This policy explains how Token.AI expects customers to use the model gateway, API keys, automation tooling, and related services. It is designed to protect customers, model providers, payment partners, and the broader internet from abuse.
Prohibited Uses
- Attempting to bypass provider, regional, payment, rate-limit, or safety restrictions.
- Selling, renting, sharing, or brokering account access, API keys, or model access in a way that violates applicable provider terms.
- Generating malware, credential theft, phishing, spam, deceptive impersonation, or unauthorized surveillance workflows.
- Processing regulated personal data or sensitive production data without appropriate authorization, notice, and security controls.
- Using automation to overload the service, evade limits, scrape unrelated systems, or interfere with other customers.
- Misrepresenting Token.AI as the owner, official reseller, or exclusive provider of a third-party model unless a separate written agreement says so.
Required Safeguards
- Projects should use separate API keys for development, staging, and production.

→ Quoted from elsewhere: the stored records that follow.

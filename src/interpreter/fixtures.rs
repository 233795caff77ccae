//! Built-in fixtures for the supported test kinds
//!
//! Fixtures only arm, judge and release. The measurement itself comes from
//! the [`Strategy`](crate::lifecycle::Strategy) registered for the kind.

use anyhow::Context;
use async_trait::async_trait;
use tracing::debug;

use crate::lifecycle::{Fixture, Verification};
use crate::models::{ParamError, Parameters};

/// Slack for float comparisons at the tolerance boundary
const EPSILON: f64 = 1e-9;

/// Physical quantity checked against a target with a tolerance
#[derive(Clone, Copy, Debug, PartialEq)]
pub struct Measurand {
    pub label: &'static str,
    pub target_key: &'static str,
    pub measured_key: &'static str,
    pub unit: &'static str,
    pub default_tolerance: f64,
}

pub const VOLTAGE: Measurand = Measurand {
    label: "voltage",
    target_key: "targetVoltage",
    measured_key: "measuredVoltage",
    unit: "V",
    default_tolerance: 0.1,
};

pub const CURRENT: Measurand = Measurand {
    label: "current",
    target_key: "targetCurrent",
    measured_key: "measuredCurrent",
    unit: "A",
    default_tolerance: 0.05,
};

/// Passes when the measured value lands within `target ± tolerance`
#[derive(Clone, Debug)]
pub struct ToleranceFixture {
    measurand: Measurand,
    tolerance: f64,
}

impl ToleranceFixture {
    pub fn new(measurand: Measurand, params: &Parameters) -> Result<Self, ParamError> {
        let tolerance = params.f64_or("tolerance", measurand.default_tolerance)?;
        if !tolerance.is_finite() || tolerance < 0.0 {
            return Err(ParamError::Invalid {
                key: "tolerance".to_string(),
                reason: format!("{tolerance} is not a non-negative number"),
            });
        }
        Ok(Self {
            measurand,
            tolerance,
        })
    }

    pub fn tolerance(&self) -> f64 {
        self.tolerance
    }
}

#[async_trait]
impl Fixture for ToleranceFixture {
    async fn initialize(&self, params: &Parameters) -> anyhow::Result<()> {
        let target = params
            .f64(self.measurand.target_key)
            .with_context(|| format!("cannot arm {} test", self.measurand.label))?;
        debug!(
            "Arming {} test: target {:.3}{} ± {:.3}{}",
            self.measurand.label, target, self.measurand.unit, self.tolerance, self.measurand.unit
        );
        Ok(())
    }

    fn verify(&self, params: &Parameters) -> Verification {
        let m = &self.measurand;
        let target = match params.f64(m.target_key) {
            Ok(v) => v,
            Err(e) => return Verification::fail(e.to_string()),
        };
        let measured = match params.f64(m.measured_key) {
            Ok(v) => v,
            Err(ParamError::Missing { .. }) => {
                return Verification::fail(format!("no {} measurement recorded", m.label))
            }
            Err(e) => return Verification::fail(e.to_string()),
        };

        let low = target - self.tolerance;
        let high = target + self.tolerance;
        let window = format!("{low:.3}{unit}..{high:.3}{unit}", unit = m.unit);

        if (measured - target).abs() <= self.tolerance + EPSILON {
            Verification::pass(format!(
                "measured {measured:.3}{} within {window}",
                m.unit
            ))
        } else {
            Verification::fail(format!(
                "{} out of range: measured {measured:.3}{}, accepted {window}",
                m.label, m.unit
            ))
        }
    }

    async fn cleanup(&self, _params: &Parameters) -> anyhow::Result<()> {
        debug!("Releasing {} output", self.measurand.label);
        Ok(())
    }
}

/// Passes when the device answered, and answered what was expected
#[derive(Clone, Debug, Default)]
pub struct CommunicationFixture {
    expected_response: Option<String>,
}

impl CommunicationFixture {
    pub fn new(expected: Option<&Parameters>) -> Result<Self, ParamError> {
        let expected_response = match expected {
            Some(expected) if expected.contains("responseData") => {
                Some(expected.str("responseData")?.to_string())
            }
            _ => None,
        };
        Ok(Self { expected_response })
    }
}

#[async_trait]
impl Fixture for CommunicationFixture {
    async fn initialize(&self, params: &Parameters) -> anyhow::Result<()> {
        let timeout_ms = params
            .i64_or("timeoutMs", 0)
            .context("cannot open communication channel")?;
        if timeout_ms < 0 {
            anyhow::bail!("timeoutMs must not be negative, got {timeout_ms}");
        }
        debug!("Opening communication channel (timeout {}ms)", timeout_ms);
        Ok(())
    }

    fn verify(&self, params: &Parameters) -> Verification {
        match params.bool("responseReceived") {
            Ok(true) => {}
            Ok(false) => return Verification::fail("no response received (communication timeout)"),
            Err(ParamError::Missing { .. }) => {
                return Verification::fail("no response recorded")
            }
            Err(e) => return Verification::fail(e.to_string()),
        }

        let response = match params.str("responseData") {
            Ok(data) if !data.trim().is_empty() => data,
            Ok(_) | Err(ParamError::Missing { .. }) => {
                return Verification::fail("response received but empty")
            }
            Err(e) => return Verification::fail(e.to_string()),
        };

        match &self.expected_response {
            Some(expected) if !expected.eq_ignore_ascii_case(response) => Verification::fail(
                format!("unexpected response: got '{response}', expected '{expected}'"),
            ),
            _ => Verification::pass(format!("response: {response}")),
        }
    }

    async fn cleanup(&self, _params: &Parameters) -> anyhow::Result<()> {
        debug!("Closing communication channel");
        Ok(())
    }
}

- Production projects should configure model allowlists, budget thresholds, and rate limits.
- Debug logging should be enabled only when needed and should have a visible retention period.
- Teams are responsible for reviewing upstream model terms before enabling a model channel for regulated workloads.
Enforcement
If we detect or reasonably suspect misuse, we may take action to protect the service and affected parties, including:
- Request more information from the account owner.
- Throttle, suspend, or disable a project, model, or account.
- Block traffic patterns that appear abusive or unsafe.
- Preserve event records when needed for fraud, security, abuse, or legal review.
Reporting Abuse
Report phishing, spam, malware, account misuse, or policy violations to [email protected]. Include request IDs, timestamps, affected endpoints, and any relevant account details when possible.